**PROBLEM DESCRIPTION:**
Give back the line containing "let _guard = queue.lock()?;" along with every line after it, exactly, until the entries end.

****************

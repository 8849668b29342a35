/*!
# Ember RHI - Vulkan Backend

Vulkan implementation of the `ember_rhi` graphics device contract, built on
`ash` with Vulkan 1.3 (dynamic rendering, synchronization2, timeline semaphores).

## Architecture

- **VulkanGraphicsDevice**: instance, device, swapchain and the frame loop
- **MemoryManager**: pooled sub-allocation of device memory (Linear, FreeList, Buddy, Hybrid)
- **SyncManager**: semaphores, fences, barriers and `vkQueueSubmit2`
- **TransferManager**: batched staging uploads with deferred cleanup
- **Buffer / Texture / Sampler / Shader / Pipeline / DescriptorSet**: RHI resources
- **CommandList**: recording with per-subresource attachment layout tracking

Validation layers and the debug messenger are compiled in with the
`vulkan-validation` feature and enabled at runtime by
`GraphicsDeviceConfig::enable_validation_layers`.

## Example

```no_run
use std::sync::Arc;
use ember_rhi::ember::{GraphicsDevice, GraphicsDeviceConfig};
use ember_rhi_vulkan::ember::VulkanGraphicsDevice;

# fn run(window: Arc<winit::window::Window>) -> ember_rhi::ember::Result<()> {
let mut device = VulkanGraphicsDevice::new(window, GraphicsDeviceConfig::default())?;
device.wait_idle()?;
# Ok(())
# }
```
*/

mod vulkan_context;
mod vulkan_format;
mod vulkan_memory;
mod vulkan_sync;
mod vulkan_transfer;
mod vulkan_buffer;
mod vulkan_texture;
mod vulkan_sampler;
mod vulkan_shader;
mod vulkan_descriptor_set;
mod vulkan_pipeline;
mod vulkan_command_list;
mod vulkan_swapchain;
mod vulkan_frame;
mod vulkan_graphics_device;
#[cfg_attr(not(feature = "vulkan-validation"), allow(dead_code))]
mod debug;

/// Main ember namespace module for the Vulkan backend
pub mod ember {
    pub use crate::vulkan_graphics_device::VulkanGraphicsDevice;
    pub use crate::vulkan_context::{GpuContext, GpuQueue};

    // Subsystems
    pub use crate::vulkan_memory::{MemoryAllocation, MemoryBackend, MemoryManager, VulkanMemoryBackend};
    pub use crate::vulkan_sync::{
        create_buffer_memory_barrier, create_image_memory_barrier, create_memory_barrier, layout_transition_scope,
        semaphore_submit_info, BarrierScope, Fence, FenceApi, Semaphore, SemaphoreDesc, SemaphoreType, SubmitBatch,
        SyncManager,
    };
    pub use crate::vulkan_transfer::{
        CleanupFn, ImmediateCommand, TransferBackend, TransferFn, TransferManager, UploadState, UploadTicket,
        VulkanTransferBackend,
    };
    pub use crate::vulkan_frame::{FrameCounters, FrameScheduler, FrameState};

    // Resources
    pub use crate::vulkan_buffer::Buffer;
    pub use crate::vulkan_texture::{ImageLayoutState, Texture};
    pub use crate::vulkan_sampler::Sampler;
    pub use crate::vulkan_shader::Shader;
    pub use crate::vulkan_pipeline::Pipeline;
    pub use crate::vulkan_descriptor_set::{DescriptorSet, DescriptorSetLayout};
    pub use crate::vulkan_command_list::{CommandList, RecordingState};

    // Validation reporting
    pub use crate::debug::{get_validation_stats, print_validation_stats_report};
}
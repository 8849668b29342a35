/// Swapchain - presentable images, their wrappers and per-image semaphores
///
/// Every swapchain image is wrapped in a `Texture` with `owns_image = false`,
/// so its layout is tracked like any other attachment. Each image carries its
/// own render-finished semaphore, signaled by the frame submission and waited
/// on by present.

use ember_rhi::ember::{Error, Result};
use ember_rhi::ember::render::TextureFormat;
use ember_rhi::{engine_debug, engine_error, engine_info};
use ash::vk;
use std::sync::Arc;

use crate::vulkan_context::{native_error, GpuContext, GpuQueue};
use crate::vulkan_format::vk_to_texture_format;
use crate::vulkan_sync::{Semaphore, SemaphoreDesc};
use crate::vulkan_texture::Texture;

const LOG_SOURCE: &str = "ember::vulkan::Swapchain";

/// Outcome of `vkAcquireNextImageKHR`
#[derive(Debug, Clone, Copy, PartialEq, Eq)]
pub(crate) enum AcquireOutcome {
    Image { index: u32, suboptimal: bool },
    OutOfDate,
}

/// Outcome of `vkQueuePresentKHR`
#[derive(Debug, Clone, Copy, PartialEq, Eq)]
pub(crate) enum PresentOutcome {
    Presented,
    /// Presented, but the swapchain no longer matches the surface exactly
    Suboptimal,
    OutOfDate,
}

impl PresentOutcome {
    pub(crate) fn needs_recreate(&self) -> bool {
        !matches!(self, PresentOutcome::Presented)
    }
}

// ===== SURFACE PROPERTY SELECTION =====

/// Preferred sRGB BGRA/RGBA, otherwise the first format the RHI can express
pub(crate) fn choose_surface_format(formats: &[vk::SurfaceFormatKHR]) -> Option<(vk::SurfaceFormatKHR, TextureFormat)> {
    const PREFERRED: [vk::Format; 2] = [vk::Format::B8G8R8A8_SRGB, vk::Format::R8G8B8A8_SRGB];
    PREFERRED.iter()
        .find_map(|&wanted| formats.iter().find(|f| f.format == wanted && f.color_space == vk::ColorSpaceKHR::SRGB_NONLINEAR))
        .or_else(|| formats.iter().find(|f| vk_to_texture_format(f.format).is_some()))
        .and_then(|&f| vk_to_texture_format(f.format).map(|format| (f, format)))
}

/// Surface extent, or the window size clamped to the surface limits when the surface leaves it open
pub(crate) fn choose_extent(caps: &vk::SurfaceCapabilitiesKHR, width: u32, height: u32) -> vk::Extent2D {
    if caps.current_extent.width != u32::MAX {
        return caps.current_extent;
    }
    vk::Extent2D {
        width: width.clamp(caps.min_image_extent.width, caps.max_image_extent.width),
        height: height.clamp(caps.min_image_extent.height, caps.max_image_extent.height),
    }
}

/// One more than the minimum, capped by the maximum (0 means unbounded)
pub(crate) fn choose_image_count(caps: &vk::SurfaceCapabilitiesKHR) -> u32 {
    let count = caps.min_image_count + 1;
    if caps.max_image_count > 0 {
        count.min(caps.max_image_count)
    } else {
        count
    }
}

// ===== SWAPCHAIN =====

/// Vulkan swapchain
pub(crate) struct Swapchain {
    ctx: Arc<GpuContext>,
    loader: ash::khr::swapchain::Device,
    surface_loader: ash::khr::surface::Instance,
    /// Owned by the device, which outlives the swapchain
    surface: vk::SurfaceKHR,
    swapchain: vk::SwapchainKHR,
    format: TextureFormat,
    extent: vk::Extent2D,
    images: Vec<Arc<Texture>>,
    render_finished: Vec<Semaphore>,
}

struct SwapchainParts {
    swapchain: vk::SwapchainKHR,
    format: TextureFormat,
    extent: vk::Extent2D,
    images: Vec<Arc<Texture>>,
    render_finished: Vec<Semaphore>,
}

impl Swapchain {
    pub(crate) fn new(
        ctx: &Arc<GpuContext>,
        instance: &ash::Instance,
        surface_loader: ash::khr::surface::Instance,
        surface: vk::SurfaceKHR,
        width: u32,
        height: u32,
    ) -> Result<Self> {
        let loader = ash::khr::swapchain::Device::new(instance, &ctx.device);
        let parts = Self::build(ctx, &loader, &surface_loader, surface, width, height, vk::SwapchainKHR::null())?;
        engine_info!(LOG_SOURCE, "Swapchain created: {}x{} {:?}, {} images",
            parts.extent.width, parts.extent.height, parts.format, parts.images.len());
        Ok(Self {
            ctx: Arc::clone(ctx),
            loader,
            surface_loader,
            surface,
            swapchain: parts.swapchain,
            format: parts.format,
            extent: parts.extent,
            images: parts.images,
            render_finished: parts.render_finished,
        })
    }

    fn build(
        ctx: &Arc<GpuContext>,
        loader: &ash::khr::swapchain::Device,
        surface_loader: &ash::khr::surface::Instance,
        surface: vk::SurfaceKHR,
        width: u32,
        height: u32,
        old_swapchain: vk::SwapchainKHR,
    ) -> Result<SwapchainParts> {
        let caps = unsafe { surface_loader.get_physical_device_surface_capabilities(ctx.physical_device, surface) }
            .map_err(|e| native_error("vkGetPhysicalDeviceSurfaceCapabilitiesKHR", e))?;
        let formats = unsafe { surface_loader.get_physical_device_surface_formats(ctx.physical_device, surface) }
            .map_err(|e| native_error("vkGetPhysicalDeviceSurfaceFormatsKHR", e))?;
        let (surface_format, format) = choose_surface_format(&formats).ok_or_else(|| {
            engine_error!(LOG_SOURCE, "No supported surface format among {:?}", formats);
            Error::InitializationFailed("no supported surface format".to_string())
        })?;
        let extent = choose_extent(&caps, width, height);

        let create_info = vk::SwapchainCreateInfoKHR::default()
            .surface(surface)
            .min_image_count(choose_image_count(&caps))
            .image_format(surface_format.format)
            .image_color_space(surface_format.color_space)
            .image_extent(extent)
            .image_array_layers(1)
            .image_usage(vk::ImageUsageFlags::COLOR_ATTACHMENT | vk::ImageUsageFlags::TRANSFER_DST)
            .image_sharing_mode(vk::SharingMode::EXCLUSIVE)
            .pre_transform(caps.current_transform)
            .composite_alpha(vk::CompositeAlphaFlagsKHR::OPAQUE)
            .present_mode(vk::PresentModeKHR::FIFO)
            .clipped(true)
            .old_swapchain(old_swapchain);
        let swapchain = unsafe { loader.create_swapchain(&create_info, None) }
            .map_err(|e| native_error("vkCreateSwapchainKHR", e))?;

        let wrap = || -> Result<(Vec<Arc<Texture>>, Vec<Semaphore>)> {
            let handles = unsafe { loader.get_swapchain_images(swapchain) }
                .map_err(|e| native_error("vkGetSwapchainImagesKHR", e))?;
            let mut images = Vec::with_capacity(handles.len());
            let mut render_finished = Vec::with_capacity(handles.len());
            for image in handles {
                images.push(Arc::new(Texture::from_swapchain_image(ctx, image, format, extent.width, extent.height)?));
                render_finished.push(Semaphore::new(&ctx.sync, SemaphoreDesc::binary())?);
            }
            Ok((images, render_finished))
        };
        match wrap() {
            Ok((images, render_finished)) => Ok(SwapchainParts { swapchain, format, extent, images, render_finished }),
            Err(e) => {
                unsafe { loader.destroy_swapchain(swapchain, None) };
                Err(e)
            }
        }
    }

    /// Replace the swapchain with one matching the surface's current size
    ///
    /// The caller must have waited for the device to be idle.
    pub(crate) fn rebuild(&mut self, width: u32, height: u32) -> Result<()> {
        let parts = Self::build(&self.ctx, &self.loader, &self.surface_loader, self.surface, width, height, self.swapchain)?;
        // Old wrappers destroy their views before the old swapchain goes away
        self.images = parts.images;
        self.render_finished = parts.render_finished;
        unsafe { self.loader.destroy_swapchain(self.swapchain, None) };
        self.swapchain = parts.swapchain;
        self.format = parts.format;
        self.extent = parts.extent;
        engine_debug!(LOG_SOURCE, "Swapchain rebuilt: {}x{}", self.extent.width, self.extent.height);
        Ok(())
    }

    pub(crate) fn acquire(&self, image_available: vk::Semaphore, timeout_ns: u64) -> Result<AcquireOutcome> {
        let result = unsafe {
            self.loader.acquire_next_image(self.swapchain, timeout_ns, image_available, vk::Fence::null())
        };
        match result {
            Ok((index, suboptimal)) => Ok(AcquireOutcome::Image { index, suboptimal }),
            Err(vk::Result::ERROR_OUT_OF_DATE_KHR) => Ok(AcquireOutcome::OutOfDate),
            Err(e) => {
                engine_error!(LOG_SOURCE, "vkAcquireNextImageKHR failed: {:?}", e);
                Err(native_error("vkAcquireNextImageKHR", e))
            }
        }
    }

    /// Present `image_index` once its render-finished semaphore is signaled
    pub(crate) fn present(&self, queue: &GpuQueue, image_index: u32) -> Result<PresentOutcome> {
        let wait_semaphores = [self.render_finished_semaphore(image_index)?];
        let swapchains = [self.swapchain];
        let image_indices = [image_index];
        let present_info = vk::PresentInfoKHR::default()
            .wait_semaphores(&wait_semaphores)
            .swapchains(&swapchains)
            .image_indices(&image_indices);
        let result = {
            let _guard = queue.lock()?;
            unsafe { self.loader.queue_present(queue.handle, &present_info) }
        };
        match result {
            Ok(false) => Ok(PresentOutcome::Presented),
            Ok(true) | Err(vk::Result::SUBOPTIMAL_KHR) => Ok(PresentOutcome::Suboptimal),
            Err(vk::Result::ERROR_OUT_OF_DATE_KHR) => Ok(PresentOutcome::OutOfDate),
            Err(e) => {
                engine_error!(LOG_SOURCE, "vkQueuePresentKHR failed: {:?}", e);
                Err(native_error("vkQueuePresentKHR", e))
            }
        }
    }

    pub(crate) fn image(&self, index: u32) -> Result<&Arc<Texture>> {
        self.images.get(index as usize)
            .ok_or_else(|| Error::InvalidOperation(format!("swapchain image {} out of {}", index, self.images.len())))
    }

    pub(crate) fn render_finished_semaphore(&self, index: u32) -> Result<vk::Semaphore> {
        self.render_finished.get(index as usize)
            .map(Semaphore::handle)
            .ok_or_else(|| Error::InvalidOperation(format!("swapchain image {} out of {}", index, self.images.len())))
    }

    pub(crate) fn image_count(&self) -> usize {
        self.images.len()
    }

    pub(crate) fn extent(&self) -> vk::Extent2D {
        self.extent
    }

    pub(crate) fn format(&self) -> TextureFormat {
        self.format
    }
}

impl Drop for Swapchain {
    fn drop(&mut self) {
        self.images.clear();
        self.render_finished.clear();
        unsafe { self.loader.destroy_swapchain(self.swapchain, None) };
    }
}

#[cfg(test)]
#[path = "vulkan_swapchain_tests.rs"]
mod tests;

****************

**RESPONSE:**
            let _guard = queue.lock()?;
            unsafe { self.loader.queue_present(queue.handle, &present_info) }
        };
        match result {
            Ok(false) => Ok(PresentOutcome::Presented),
            Ok(true) | Err(vk::Result::SUBOPTIMAL_KHR) => Ok(PresentOutcome::Suboptimal),
            Err(vk::Result::ERROR_OUT_OF_DATE_KHR) => Ok(PresentOutcome::OutOfDate),
            Err(e) => {
                engine_error!(LOG_SOURCE, "vkQueuePresentKHR failed: {:?}", e);
                Err(native_error("vkQueuePresentKHR", e))
            }
        }
    }

    pub(crate) fn image(&self, index: u32) -> Result<&Arc<Texture>> {
        self.images.get(index as usize)
            .ok_or_else(|| Error::InvalidOperation(format!("swapchain image {} out of {}", index, self.images.len())))
    }

    pub(crate) fn render_finished_semaphore(&self, index: u32) -> Result<vk::Semaphore> {
        self.render_finished.get(index as usize)
            .map(Semaphore::handle)
            .ok_or_else(|| Error::InvalidOperation(format!("swapchain image {} out of {}", index, self.images.len())))
    }

    pub(crate) fn image_count(&self) -> usize {
        self.images.len()
    }

    pub(crate) fn extent(&self) -> vk::Extent2D {
        self.extent
    }

    pub(crate) fn format(&self) -> TextureFormat {
        self.format
    }
}

impl Drop for Swapchain {
    fn drop(&mut self) {
        self.images.clear();
        self.render_finished.clear();
        unsafe { self.loader.destroy_swapchain(self.swapchain, None) };
    }
}

#[cfg(test)]
#[path = "vulkan_swapchain_tests.rs"]
mod tests;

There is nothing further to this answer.